Luk also alleged that during January 2004, Li had phoned Morris to once again urge Morris to take the lead in amalgamating with CUHK. He threatened to reduce future student intake quotas of HKIEd otherwise.
Luk pointed out that there had been numerous newspaper articles written by IEd staff members in the past few years criticizing the EMB education reform and policies. Luk maintained this resulted in a number of phone calls from a certain high-ranking official in the EMB, demanding the immediate dismissals of those four staff members, which they refused to entertain.

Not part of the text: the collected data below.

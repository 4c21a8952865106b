use chrono::{DateTime, Utc};
use rust_decimal::Decimal;
use serde::{Deserialize, Serialize};

#[derive(Debug, Clone, Serialize, Deserialize, sqlx::FromRow)]
pub struct Equipment {
    pub id: i32,
    pub name: String,
    pub description: Option<String>,
    pub price: Decimal,
    pub stock: i32,
    pub category: Option<String>,
    pub images: Vec<String>,
    pub main_image: Option<String>,
    pub views_count: i32,
    pub created_at: DateTime<Utc>,
    pub updated_at: DateTime<Utc>,
}

impl Equipment {
    /// Fills `main_image` from the first image when none is stored.
    pub fn with_main_image(mut self) -> Self {
        if self.main_image.as_deref().is_none_or(str::is_empty) {
            self.main_image = self.images.first().cloned();
        }
        self
    }
}

/// `images` may arrive as a comma-separated string or a JSON array.
#[derive(Debug, Clone, Deserialize)]
#[serde(untagged)]
pub enum ImagesInput {
    Text(String),
    List(Vec<String>),
}

/// Numeric form fields arrive either as JSON numbers or numeric strings.
#[derive(Debug, Clone, Deserialize)]
#[serde(untagged)]
pub enum NumberInput {
    Number(serde_json::Number),
    Text(String),
}

impl NumberInput {
    fn as_text(&self) -> String {
        match self {
            NumberInput::Number(n) => n.to_string(),
            NumberInput::Text(s) => s.trim().to_string(),
        }
    }

    pub fn to_decimal(&self) -> Option<Decimal> {
        let text = self.as_text();
        text.parse::<Decimal>()
            .ok()
            .or_else(|| Decimal::from_scientific(&text).ok())
    }

    pub fn to_i32(&self) -> Option<i32> {
        let text = self.as_text();
        text.parse::<i32>().ok().or_else(|| {
            text.parse::<f64>()
                .ok()
                .filter(|v| v.fract() == 0.0 && *v >= i32::MIN as f64 && *v <= i32::MAX as f64)
                .map(|v| v as i32)
        })
    }
}

#[derive(Debug, Deserialize)]
pub struct CreateEquipmentRequest {
    pub name: Option<String>,
    pub description: Option<String>,
    pub price: Option<NumberInput>,
    pub stock: Option<NumberInput>,
    pub category: Option<String>,
    pub images: Option<ImagesInput>,
}

#[derive(Debug, Deserialize)]
pub struct UpdateEquipmentRequest {
    pub name: Option<String>,
    pub description: Option<String>,
    pub price: Option<NumberInput>,
    pub stock: Option<NumberInput>,
    pub category: Option<String>,
    pub images: Option<ImagesInput>,
    pub images_to_delete: Option<Vec<String>>,
}

/// Validated insert payload.
#[derive(Debug)]
pub struct NewEquipment {
    pub name: String,
    pub description: String,
    pub price: Decimal,
    pub stock: i32,
    pub category: String,
    pub images: Vec<String>,
}

/// Validated update payload; `None` leaves the column untouched.
#[derive(Debug, Default)]
pub struct EquipmentChanges {
    pub name: Option<String>,
    pub description: Option<String>,
    pub price: Option<Decimal>,
    pub stock: Option<i32>,
    pub category: Option<String>,
    pub images: Vec<String>,
}

#[derive(Debug, Serialize)]
pub struct EquipmentListResponse {
    pub items: Vec<Equipment>,
}

impl EquipmentListResponse {
    pub fn from_rows(rows: Vec<Equipment>) -> Self {
        Self {
            items: rows.into_iter().map(Equipment::with_main_image).collect(),
        }
    }
}

#[derive(Debug, Serialize)]
pub struct EquipmentResponse {
    pub equipment: Equipment,
}

#[derive(Debug, Serialize)]
pub struct EquipmentMutationResponse {
    pub success: bool,
    #[serde(skip_serializing_if = "Option::is_none")]
    pub equipment: Option<Equipment>,
    pub message: String,
}

impl EquipmentMutationResponse {
    pub fn new(equipment: Option<Equipment>, message: &str) -> Self {
        Self {
            success: true,
            equipment: equipment.map(Equipment::with_main_image),
            message: message.to_string(),
        }
    }
}

#[derive(Debug, Serialize)]
pub struct CategoriesResponse {
    pub categories: Vec<String>,
}

#[cfg(test)]
mod tests {
    use super::*;
    use rust_decimal::dec;

    fn equipment(images: &[&str], main_image: Option<&str>) -> Equipment {
        Equipment {
            id: 1,
            name: "Tent".to_string(),
            description: None,
            price: dec!(10),
            stock: 1,
            category: None,
            images: images.iter().map(|s| s.to_string()).collect(),
            main_image: main_image.map(str::to_string),
            views_count: 0,
            created_at: Utc::now(),
            updated_at: Utc::now(),
        }
    }

    #[test]
    fn main_image_falls_back_to_first_image() {
        let item = equipment(&["a.jpg", "b.jpg"], None).with_main_image();
        assert_eq!(item.main_image.as_deref(), Some("a.jpg"));

        let item = equipment(&["a.jpg"], Some("")).with_main_image();
        assert_eq!(item.main_image.as_deref(), Some("a.jpg"));
    }

    #[test]
    fn stored_main_image_is_kept() {
        let item = equipment(&["a.jpg"], Some("cover.jpg")).with_main_image();
        assert_eq!(item.main_image.as_deref(), Some("cover.jpg"));
    }

    #[test]
    fn no_images_means_no_main_image() {
        assert!(equipment(&[], None).with_main_image().main_image.is_none());
    }

    #[test]
    fn numbers_accept_strings_and_json_numbers() {
        let price: NumberInput = serde_json::from_value(serde_json::json!("19.99")).unwrap();
        assert_eq!(price.to_decimal(), Some(dec!(19.99)));

        let price: NumberInput = serde_json::from_value(serde_json::json!(120)).unwrap();
        assert_eq!(price.to_decimal(), Some(dec!(120)));

        let stock: NumberInput = serde_json::from_value(serde_json::json!("7")).unwrap();
        assert_eq!(stock.to_i32(), Some(7));

        let stock: NumberInput = serde_json::from_value(serde_json::json!(3.0)).unwrap();
        assert_eq!(stock.to_i32(), Some(3));

        let stock: NumberInput = serde_json::from_value(serde_json::json!("lots")).unwrap();
        assert_eq!(stock.to_i32(), None);
    }
}
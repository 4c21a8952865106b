use axum::{Json, extract::State, http::StatusCode};
use serde_json::{Value, json};

use crate::{AppState, database};

pub async fn health_check() -> Json<Value> {
    Json(json!({ "status": "ok" }))
}

/// 503 until the database answers `SELECT 1`.
pub async fn readiness_check(State(state): State<AppState>) -> (StatusCode, Json<Value>) {
    match database::check_health(&state.db).await {
        Ok(()) => (
            StatusCode::OK,
            Json(json!({
                "status": "ready",
                "database": "connected",
                "connections": state.db.size(),
            })),
        ),
        Err(e) => {
            tracing::warn!("Readiness check failed: {}", e);
            (
                StatusCode::SERVICE_UNAVAILABLE,
                Json(json!({
                    "status": "unavailable",
                    "database": "unreachable",
                })),
            )
        }
    }
}
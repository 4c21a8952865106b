use std::collections::{BTreeMap, HashMap};

use chrono::{DateTime, Duration, NaiveDate, Utc};

use crate::models::{
    DailyStat, DashboardStats, Equipment, EquipmentStats, EquipmentSummary, Order,
    PopularProduct, PriceChangeSummary, PriceHistory, ProductView, ViewEvent,
};

pub const ANALYTICS_WINDOW_DAYS: i64 = 30;
const LOW_STOCK_THRESHOLD: i32 = 5;
const POPULAR_PRODUCTS_LIMIT: usize = 10;
const RECENT_VIEWS_LIMIT: usize = 10;
pub const RECENT_PRICE_CHANGES_LIMIT: i64 = 10;

pub fn window_start(now: DateTime<Utc>) -> DateTime<Utc> {
    now - Duration::days(ANALYTICS_WINDOW_DAYS)
}

/// Raw rows the dashboard is aggregated from.
#[derive(Debug, Default)]
pub struct DashboardSource {
    pub equipment: Vec<EquipmentSummary>,
    pub views: Vec<ViewEvent>,
    pub orders: Vec<Order>,
    pub price_changes: Vec<PriceChangeSummary>,
}

impl DashboardStats {
    /// Payload served when the dashboard cannot be built at all.
    pub fn empty() -> Self {
        Self {
            total_products: 0,
            total_views: 0,
            total_orders: 0,
            low_stock: 0,
            categories: Vec::new(),
            popular_products: Vec::new(),
            recent_price_changes: Vec::new(),
            sales_by_category: BTreeMap::new(),
            daily_views: BTreeMap::new(),
        }
    }
}

pub fn daily_view_counts<'a>(
    timestamps: impl IntoIterator<Item = &'a DateTime<Utc>>,
) -> BTreeMap<NaiveDate, usize> {
    let mut counts = BTreeMap::new();
    for viewed_at in timestamps {
        *counts.entry(viewed_at.date_naive()).or_insert(0) += 1;
    }
    counts
}

fn ordered_quantities(orders: &[Order]) -> HashMap<i32, i64> {
    let mut quantities = HashMap::new();
    for order in orders {
        *quantities.entry(order.equipment_id).or_insert(0) += i64::from(order.quantity);
    }
    quantities
}

pub fn build_dashboard(source: DashboardSource, now: DateTime<Utc>) -> DashboardStats {
    let since = window_start(now);
    let views: Vec<&ViewEvent> = source
        .views
        .iter()
        .filter(|view| view.viewed_at >= since)
        .collect();

    let mut view_counts: HashMap<i32, usize> = HashMap::new();
    for view in &views {
        *view_counts.entry(view.equipment_id).or_insert(0) += 1;
    }
    let quantities = ordered_quantities(&source.orders);

    let mut popular_products: Vec<PopularProduct> = source
        .equipment
        .iter()
        .map(|item| PopularProduct {
            id: item.id,
            name: item.name.clone(),
            views: view_counts.get(&item.id).copied().unwrap_or(0),
            orders: quantities.get(&item.id).copied().unwrap_or(0),
            stock: item.stock,
            price: item.price,
        })
        .collect();
    popular_products.sort_by(|a, b| b.views.cmp(&a.views));
    popular_products.truncate(POPULAR_PRODUCTS_LIMIT);

    let mut categories: Vec<String> = Vec::new();
    let mut sales_by_category: BTreeMap<String, i64> = BTreeMap::new();
    for item in &source.equipment {
        let Some(category) = item.category.as_deref().filter(|c| !c.trim().is_empty()) else {
            continue;
        };

        if !categories.iter().any(|c| c == category) {
            categories.push(category.to_string());
        }

        *sales_by_category.entry(category.to_string()).or_insert(0) +=
            quantities.get(&item.id).copied().unwrap_or(0);
    }

    let daily_views = daily_view_counts(views.iter().map(|view| &view.viewed_at))
        .into_iter()
        .map(|(date, count)| (date.to_string(), count))
        .collect();

    let mut recent_price_changes = source.price_changes;
    recent_price_changes.truncate(RECENT_PRICE_CHANGES_LIMIT as usize);

    DashboardStats {
        total_products: source.equipment.len(),
        total_views: views.len(),
        total_orders: source.orders.len(),
        low_stock: source
            .equipment
            .iter()
            .filter(|item| item.stock < LOW_STOCK_THRESHOLD)
            .count(),
        categories,
        popular_products,
        recent_price_changes,
        sales_by_category,
        daily_views,
    }
}

/// Per-product statistics. `views` and `price_history` arrive newest first.
pub fn build_equipment_stats(
    equipment: Equipment,
    views: Vec<ProductView>,
    orders: Vec<Order>,
    price_history: Vec<PriceHistory>,
    now: DateTime<Utc>,
) -> EquipmentStats {
    let since = window_start(now);
    let daily_stats = daily_view_counts(
        views
            .iter()
            .map(|view| &view.viewed_at)
            .filter(|viewed_at| **viewed_at >= since),
    )
    .into_iter()
    .map(|(stat_date, views)| DailyStat { stat_date, views })
    .collect();

    EquipmentStats {
        equipment: equipment.with_main_image(),
        total_views: views.len(),
        total_orders: orders.iter().map(|order| i64::from(order.quantity)).sum(),
        recent_views: views.into_iter().take(RECENT_VIEWS_LIMIT).collect(),
        price_history,
        daily_stats,
    }
}
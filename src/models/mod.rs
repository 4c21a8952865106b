mod analytics;
mod collections;
mod equipment;
pub(crate) mod user;

pub use analytics::*;
pub use collections::*;
pub use equipment::*;
pub use user::*;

- 6 February 2007 – Staff members Leung Yan-wing (梁恩榮) and Ip Kin-yuen (葉建源) asked Legco to investigate further or set up an open hearing into the allegations. Legco member Cheung Man Kwong told RTHK Radio 1's Openline Openview phone-in program that he along with eight other Democratic camp members had already written to Legco's Education Committee chairman Tsang Yok-sing, urging him to convene an emergency meeting to investigate these allegations of government interference in the running of IEd. Students overwhelmingly passed vote of no-confidence in Governing Board Chairman Thomas Leung Kwok-fai: of 680 the voters, only 36 students backed Leung. There were 65 abstentions and eight voided ballot papers.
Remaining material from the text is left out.